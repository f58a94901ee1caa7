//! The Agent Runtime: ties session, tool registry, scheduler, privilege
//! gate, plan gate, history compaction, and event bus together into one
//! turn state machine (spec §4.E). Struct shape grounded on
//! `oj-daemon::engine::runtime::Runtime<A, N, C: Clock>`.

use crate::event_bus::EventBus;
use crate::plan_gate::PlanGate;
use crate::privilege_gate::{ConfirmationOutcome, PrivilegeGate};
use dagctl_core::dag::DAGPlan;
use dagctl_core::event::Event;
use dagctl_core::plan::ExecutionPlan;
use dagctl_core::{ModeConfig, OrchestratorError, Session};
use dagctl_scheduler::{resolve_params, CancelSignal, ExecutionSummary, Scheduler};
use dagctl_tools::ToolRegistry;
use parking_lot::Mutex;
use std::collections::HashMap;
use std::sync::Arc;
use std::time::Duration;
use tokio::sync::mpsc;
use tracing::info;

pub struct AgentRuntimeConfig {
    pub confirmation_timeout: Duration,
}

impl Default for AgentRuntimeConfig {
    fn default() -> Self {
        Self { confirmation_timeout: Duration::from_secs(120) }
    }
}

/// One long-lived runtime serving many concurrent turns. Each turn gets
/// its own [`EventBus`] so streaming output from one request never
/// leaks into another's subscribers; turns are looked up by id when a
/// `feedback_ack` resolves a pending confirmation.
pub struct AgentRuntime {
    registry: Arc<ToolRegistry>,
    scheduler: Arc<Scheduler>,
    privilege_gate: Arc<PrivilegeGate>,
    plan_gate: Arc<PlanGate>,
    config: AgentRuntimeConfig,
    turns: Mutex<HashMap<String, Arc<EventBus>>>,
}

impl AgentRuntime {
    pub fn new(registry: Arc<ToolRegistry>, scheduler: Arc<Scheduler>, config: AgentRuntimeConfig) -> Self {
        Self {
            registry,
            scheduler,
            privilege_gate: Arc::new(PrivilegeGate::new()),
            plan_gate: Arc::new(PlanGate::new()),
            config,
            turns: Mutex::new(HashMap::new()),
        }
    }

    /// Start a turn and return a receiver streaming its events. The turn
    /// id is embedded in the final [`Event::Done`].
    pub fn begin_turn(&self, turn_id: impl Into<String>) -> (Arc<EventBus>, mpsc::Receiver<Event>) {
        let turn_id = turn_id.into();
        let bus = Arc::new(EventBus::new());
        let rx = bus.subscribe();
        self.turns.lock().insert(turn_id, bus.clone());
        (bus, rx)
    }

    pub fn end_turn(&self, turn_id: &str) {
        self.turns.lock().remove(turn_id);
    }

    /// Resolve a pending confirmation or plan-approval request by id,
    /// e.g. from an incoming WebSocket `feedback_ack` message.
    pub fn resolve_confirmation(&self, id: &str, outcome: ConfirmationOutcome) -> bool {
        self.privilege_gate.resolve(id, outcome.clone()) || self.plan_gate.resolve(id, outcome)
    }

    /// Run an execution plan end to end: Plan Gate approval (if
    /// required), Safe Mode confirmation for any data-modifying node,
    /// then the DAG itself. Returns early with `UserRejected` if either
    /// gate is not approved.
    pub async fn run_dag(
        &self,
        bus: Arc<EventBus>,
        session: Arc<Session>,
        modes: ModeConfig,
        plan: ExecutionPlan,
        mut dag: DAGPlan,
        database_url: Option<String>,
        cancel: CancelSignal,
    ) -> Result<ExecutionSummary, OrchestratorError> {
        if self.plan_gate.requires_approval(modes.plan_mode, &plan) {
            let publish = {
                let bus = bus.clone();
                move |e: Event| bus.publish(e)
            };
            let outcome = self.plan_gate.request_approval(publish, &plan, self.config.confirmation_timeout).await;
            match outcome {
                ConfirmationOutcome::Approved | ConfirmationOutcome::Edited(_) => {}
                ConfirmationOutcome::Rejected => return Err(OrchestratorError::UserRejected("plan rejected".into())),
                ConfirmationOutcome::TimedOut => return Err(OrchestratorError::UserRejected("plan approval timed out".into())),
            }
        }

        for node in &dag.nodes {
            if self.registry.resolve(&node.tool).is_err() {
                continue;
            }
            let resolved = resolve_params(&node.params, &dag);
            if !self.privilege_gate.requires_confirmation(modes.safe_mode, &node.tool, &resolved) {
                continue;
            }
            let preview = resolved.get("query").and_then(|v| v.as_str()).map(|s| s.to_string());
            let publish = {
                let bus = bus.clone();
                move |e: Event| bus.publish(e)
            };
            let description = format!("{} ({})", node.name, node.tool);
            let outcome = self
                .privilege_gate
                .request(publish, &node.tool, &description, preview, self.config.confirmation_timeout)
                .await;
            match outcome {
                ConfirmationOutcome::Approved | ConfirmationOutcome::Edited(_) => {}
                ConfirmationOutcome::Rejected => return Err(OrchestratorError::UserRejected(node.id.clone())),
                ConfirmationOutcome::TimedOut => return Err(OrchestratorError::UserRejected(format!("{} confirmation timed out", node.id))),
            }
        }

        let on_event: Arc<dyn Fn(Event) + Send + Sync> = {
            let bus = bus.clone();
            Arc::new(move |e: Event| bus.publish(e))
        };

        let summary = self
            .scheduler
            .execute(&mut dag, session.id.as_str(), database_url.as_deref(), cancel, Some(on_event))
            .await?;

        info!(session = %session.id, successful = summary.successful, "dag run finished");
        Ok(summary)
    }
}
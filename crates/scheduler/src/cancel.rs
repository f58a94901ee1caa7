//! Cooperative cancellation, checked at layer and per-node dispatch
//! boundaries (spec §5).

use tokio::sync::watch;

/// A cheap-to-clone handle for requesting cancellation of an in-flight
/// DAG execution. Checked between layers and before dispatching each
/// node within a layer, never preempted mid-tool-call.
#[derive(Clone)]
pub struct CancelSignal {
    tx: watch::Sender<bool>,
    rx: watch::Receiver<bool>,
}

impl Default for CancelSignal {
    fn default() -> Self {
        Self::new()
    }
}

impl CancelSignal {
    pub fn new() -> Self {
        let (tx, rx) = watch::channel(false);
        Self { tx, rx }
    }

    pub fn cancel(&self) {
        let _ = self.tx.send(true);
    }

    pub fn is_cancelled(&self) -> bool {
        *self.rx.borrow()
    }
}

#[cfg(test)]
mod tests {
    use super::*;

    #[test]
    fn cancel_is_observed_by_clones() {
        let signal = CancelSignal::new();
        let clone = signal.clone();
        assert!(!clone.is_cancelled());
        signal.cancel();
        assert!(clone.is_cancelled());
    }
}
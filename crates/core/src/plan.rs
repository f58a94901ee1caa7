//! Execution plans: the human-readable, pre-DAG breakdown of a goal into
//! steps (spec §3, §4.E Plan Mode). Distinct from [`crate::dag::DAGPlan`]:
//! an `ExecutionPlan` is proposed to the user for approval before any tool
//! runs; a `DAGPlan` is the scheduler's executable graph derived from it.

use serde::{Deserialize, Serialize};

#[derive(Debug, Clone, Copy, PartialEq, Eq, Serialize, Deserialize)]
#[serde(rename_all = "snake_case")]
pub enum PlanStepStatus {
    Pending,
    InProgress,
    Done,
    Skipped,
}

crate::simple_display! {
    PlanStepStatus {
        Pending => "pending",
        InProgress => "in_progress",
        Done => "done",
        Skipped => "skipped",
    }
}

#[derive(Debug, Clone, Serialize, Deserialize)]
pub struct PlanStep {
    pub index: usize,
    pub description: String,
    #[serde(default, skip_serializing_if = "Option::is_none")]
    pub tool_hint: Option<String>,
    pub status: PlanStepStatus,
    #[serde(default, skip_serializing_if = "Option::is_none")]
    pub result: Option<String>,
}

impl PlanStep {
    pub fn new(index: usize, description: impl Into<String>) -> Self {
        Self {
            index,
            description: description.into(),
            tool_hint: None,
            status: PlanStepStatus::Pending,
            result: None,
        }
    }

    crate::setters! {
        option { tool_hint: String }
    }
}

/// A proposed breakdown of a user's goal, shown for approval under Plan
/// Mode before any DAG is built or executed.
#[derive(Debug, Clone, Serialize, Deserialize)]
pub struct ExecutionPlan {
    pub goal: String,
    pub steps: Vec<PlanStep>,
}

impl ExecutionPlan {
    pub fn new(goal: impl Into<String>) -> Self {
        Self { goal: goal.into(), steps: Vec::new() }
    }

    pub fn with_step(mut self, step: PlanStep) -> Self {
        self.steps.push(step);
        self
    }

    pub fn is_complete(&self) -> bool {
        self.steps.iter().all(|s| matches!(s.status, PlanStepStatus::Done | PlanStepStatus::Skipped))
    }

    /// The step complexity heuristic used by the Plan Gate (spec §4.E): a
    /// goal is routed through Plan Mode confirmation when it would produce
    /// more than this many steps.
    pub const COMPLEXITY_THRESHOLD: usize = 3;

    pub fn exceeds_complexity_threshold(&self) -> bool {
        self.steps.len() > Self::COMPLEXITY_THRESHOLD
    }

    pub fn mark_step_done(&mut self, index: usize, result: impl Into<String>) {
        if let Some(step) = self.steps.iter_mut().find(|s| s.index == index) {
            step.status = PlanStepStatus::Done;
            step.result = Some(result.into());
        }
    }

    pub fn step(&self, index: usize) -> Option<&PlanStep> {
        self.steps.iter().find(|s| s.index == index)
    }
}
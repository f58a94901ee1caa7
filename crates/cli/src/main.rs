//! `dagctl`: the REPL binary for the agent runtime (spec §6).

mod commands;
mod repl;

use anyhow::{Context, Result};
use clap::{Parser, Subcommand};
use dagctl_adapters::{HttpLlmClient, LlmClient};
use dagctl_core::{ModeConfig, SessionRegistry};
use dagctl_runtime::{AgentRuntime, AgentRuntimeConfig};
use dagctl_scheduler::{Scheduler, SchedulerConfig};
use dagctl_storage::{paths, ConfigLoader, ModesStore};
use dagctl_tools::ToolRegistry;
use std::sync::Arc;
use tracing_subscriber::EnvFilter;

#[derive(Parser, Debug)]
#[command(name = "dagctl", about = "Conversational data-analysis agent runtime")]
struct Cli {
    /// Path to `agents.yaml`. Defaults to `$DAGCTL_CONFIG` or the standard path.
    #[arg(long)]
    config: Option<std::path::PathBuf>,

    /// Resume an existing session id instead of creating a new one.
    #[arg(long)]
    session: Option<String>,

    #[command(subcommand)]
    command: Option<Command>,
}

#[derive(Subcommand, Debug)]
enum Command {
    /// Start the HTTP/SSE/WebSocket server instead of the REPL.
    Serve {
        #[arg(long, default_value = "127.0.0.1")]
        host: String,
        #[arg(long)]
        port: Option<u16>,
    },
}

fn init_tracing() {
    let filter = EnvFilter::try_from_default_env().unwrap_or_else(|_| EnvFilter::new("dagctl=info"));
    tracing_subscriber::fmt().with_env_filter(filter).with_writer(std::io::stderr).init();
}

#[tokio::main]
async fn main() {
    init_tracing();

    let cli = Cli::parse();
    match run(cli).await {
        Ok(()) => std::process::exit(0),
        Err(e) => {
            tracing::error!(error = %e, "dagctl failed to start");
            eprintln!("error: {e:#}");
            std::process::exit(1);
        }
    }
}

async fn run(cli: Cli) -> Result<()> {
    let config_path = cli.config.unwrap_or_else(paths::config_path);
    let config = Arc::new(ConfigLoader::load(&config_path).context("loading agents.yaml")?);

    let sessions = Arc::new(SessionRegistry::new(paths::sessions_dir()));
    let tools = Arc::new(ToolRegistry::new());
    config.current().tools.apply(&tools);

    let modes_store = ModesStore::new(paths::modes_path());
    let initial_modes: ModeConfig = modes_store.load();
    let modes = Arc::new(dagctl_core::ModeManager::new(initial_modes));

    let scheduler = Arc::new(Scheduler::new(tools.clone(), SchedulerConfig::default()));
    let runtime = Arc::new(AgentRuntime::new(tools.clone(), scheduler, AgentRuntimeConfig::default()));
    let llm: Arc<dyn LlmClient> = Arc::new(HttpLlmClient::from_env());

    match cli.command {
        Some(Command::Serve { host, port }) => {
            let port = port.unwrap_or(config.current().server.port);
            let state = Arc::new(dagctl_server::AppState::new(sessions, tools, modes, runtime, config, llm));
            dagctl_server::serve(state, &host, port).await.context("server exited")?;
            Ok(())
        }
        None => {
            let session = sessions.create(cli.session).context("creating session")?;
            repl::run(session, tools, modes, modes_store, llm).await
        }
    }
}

::::::

• What this task involves: The required output is the set of lines from the first line of the data through the line that contains "use crate::event_bus::EventBus;", transcribed exactly.

• Solution:
repository f58a94901ee1caa7
//! The Agent Runtime: ties session, tool registry, scheduler, privilege
//! gate, plan gate, history compaction, and event bus together into one
//! turn state machine (spec §4.E). Struct shape grounded on
//! `oj-daemon::engine::runtime::Runtime<A, N, C: Clock>`.

use crate::event_bus::EventBus;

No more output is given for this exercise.